Friday, December 14, 2007
The mortgage meltdown may have taken a lot of casualties, but Goldman Sachs (NYSE:GS) wasn't among them thanks to a timely bet made by the firm's structured-products trading group. The move made Goldman the only major investment bank to side-step losses during the crisis, as competitors Lehman, Bear Stearns and Merrill Lynch continue to suffer.
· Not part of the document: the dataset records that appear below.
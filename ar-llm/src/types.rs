use crate::rate_limit::DenyReason;
use serde::{Deserialize, Serialize};
use std::fmt;
use std::time::Duration;

/// Sent to the end user when generation fails for a reason other than budget or auth.
pub const DEFAULT_APOLOGY_REPLY: &str =
    "Desculpe, estou com uma dificuldade técnica no momento. Por favor, tente novamente em instantes.";

#[derive(Debug, Clone, Copy, PartialEq, Eq, Serialize, Deserialize)]
#[serde(rename_all = "lowercase")]
pub enum Role {
    User,
    Model,
}

#[derive(Debug, Clone, PartialEq, Eq, Serialize, Deserialize)]
pub struct HistoryTurn {
    pub role: Role,
    pub text: String,
}

impl HistoryTurn {
    pub fn user(text: impl Into<String>) -> Self {
        Self {
            role: Role::User,
            text: text.into(),
        }
    }

    pub fn model(text: impl Into<String>) -> Self {
        Self {
            role: Role::Model,
            text: text.into(),
        }
    }
}

#[derive(Debug, Clone, PartialEq, Eq)]
pub struct GenerationRequest {
    pub system_instruction: Option<String>,
    /// Oldest first; the message being answered is the last `User` turn.
    pub turns: Vec<HistoryTurn>,
}

impl GenerationRequest {
    pub fn new(
        system_instruction: Option<&str>,
        history: &[HistoryTurn],
        user_text: &str,
    ) -> Self {
        let mut turns: Vec<HistoryTurn> = Vec::with_capacity(history.len() + 1);
        let incoming = history
            .iter()
            .cloned()
            .chain(std::iter::once(HistoryTurn::user(user_text)));
        for turn in incoming {
            let text = turn.text.trim();
            if text.is_empty() {
                continue;
            }
            // Consecutive turns from the same side are merged; the API expects alternation.
            match turns.last_mut() {
                Some(last) if last.role == turn.role => {
                    last.text.push('\n');
                    last.text.push_str(text);
                }
                _ => turns.push(HistoryTurn {
                    role: turn.role,
                    text: text.to_string(),
                }),
            }
        }
        while turns.first().is_some_and(|t| t.role == Role::Model) {
            turns.remove(0);
        }

        Self {
            system_instruction: system_instruction
                .map(str::trim)
                .filter(|s| !s.is_empty())
                .map(ToOwned::to_owned),
            turns,
        }
    }
}

#[derive(Debug, Clone, PartialEq, Eq)]
pub enum SuppressReason {
    LocalBudget(DenyReason),
    RateLimited { retry_after: Duration },
    QuotaExhausted,
    Unauthorized,
    EmptyReply,
}

impl fmt::Display for SuppressReason {
    fn fmt(&self, f: &mut fmt::Formatter<'_>) -> fmt::Result {
        match self {
            Self::LocalBudget(reason) => write!(f, "local budget: {reason}"),
            Self::RateLimited { retry_after } => {
                write!(f, "provider rate limit, cooling down {}s", retry_after.as_secs())
            }
            Self::QuotaExhausted => f.write_str("every model in the fallback chain is out of quota"),
            Self::Unauthorized => f.write_str("generation api key rejected"),
            Self::EmptyReply => f.write_str("provider returned an empty reply"),
        }
    }
}

/// Result of one logical generation request.
#[derive(Debug, Clone, PartialEq, Eq)]
pub enum GenerationOutcome {
    Reply(String),
    /// Nothing is sent to the end user.
    Suppressed(SuppressReason),
    /// The end user receives the apology text.
    Failed { reason: String, apology: String },
}

impl GenerationOutcome {
    pub fn reply_text(&self) -> Option<&str> {
        match self {
            Self::Reply(text) => Some(text),
            Self::Failed { apology, .. } => Some(apology),
            Self::Suppressed(_) => None,
        }
    }
}

#[cfg(test)]
mod tests {
    use super::*;

    #[test]
    fn request_appends_user_text_and_merges_same_role_turns() {
        let history = vec![
            HistoryTurn::model("olá, em que posso ajudar?"),
            HistoryTurn::user("quero um orçamento"),
            HistoryTurn::user("de uma peça"),
            HistoryTurn::model("claro"),
            HistoryTurn::user("   "),
        ];

        let request = GenerationRequest::new(Some("  seja breve "), &history, "é urgente");

        assert_eq!(request.system_instruction.as_deref(), Some("seja breve"));
        assert_eq!(
            request.turns,
            vec![
                HistoryTurn::user("quero um orçamento\nde uma peça"),
                HistoryTurn::model("claro"),
                HistoryTurn::user("é urgente"),
            ]
        );
    }

    #[test]
    fn reply_text_only_for_reply_and_failure() {
        assert_eq!(
            GenerationOutcome::Reply("oi".to_string()).reply_text(),
            Some("oi")
        );
        let failed = GenerationOutcome::Failed {
            reason: "boom".to_string(),
            apology: DEFAULT_APOLOGY_REPLY.to_string(),
        };
        assert_eq!(failed.reply_text(), Some(DEFAULT_APOLOGY_REPLY));
        let suppressed = GenerationOutcome::Suppressed(SuppressReason::QuotaExhausted);
        assert!(suppressed.reply_text().is_none());
    }
}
The trader group's large bet that securities backed by risky home loans would fall in value generated nearly $4 billion in profits this year, according to the Wall Street Journal. Those gains erased the $1.5 to $2 billion of mortgage-related losses elsewhere in the firm and put the firm on track to record record net annual income of more than $11 billion.

There has been some concern, however, over the firm's trading practices. Goldman's proprietary traders are allowed to "find opportunities" for the firm's capital while making a market for client trading - even if the client's are trading the other end. Interestingly, the firm continued to push its CDO sales through even while its own traders were shorting the issues, planning to profit on their demise. Goldman says the two branches are separate divisions and unrelated.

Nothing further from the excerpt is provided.